*** Information provided ***

//! Board-agnostic core logic for the flying toasters firmware
//!
//! This crate contains everything that does not depend on a specific
//! display controller or microcontroller:
//!
//! - Collaborator traits (display sink, random source)
//! - Rectangle overlap test
//! - Spawn placement along the top and right screen edges
//! - Per-tick sprite movement and avoidance
//! - Frame buffer compositing and bitmap decoding
//! - The scene context and the fixed-timestep run loop

#![cfg_attr(not(test), no_std)]
#![deny(unsafe_code)]

pub mod bitmap;
pub mod config;
pub mod framebuffer;
pub mod geometry;
pub mod runner;
pub mod scene;
pub mod spawn;
pub mod sprite;
pub mod traits;

pub use bitmap::{Bitmap, BitmapError, SpriteSheet};
pub use config::{ConfigError, SceneConfig};
pub use framebuffer::FrameBuffer;
pub use geometry::{overlaps, SENTINEL};
pub use runner::{run, RunHooks};
pub use scene::{Scene, SceneError, TickSummary, MAX_SPRITES};
pub use sprite::{FrameRange, Motion, Sprite};
pub use traits::{DisplaySink, RandomSource};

*** End of Information provided ***

* _Prompt_
Return only those lines of the records that contain the string "bitmap".

* _Solution to this task_
//! - Frame buffer compositing and bitmap decoding
pub mod bitmap;
pub use bitmap::{Bitmap, BitmapError, SpriteSheet};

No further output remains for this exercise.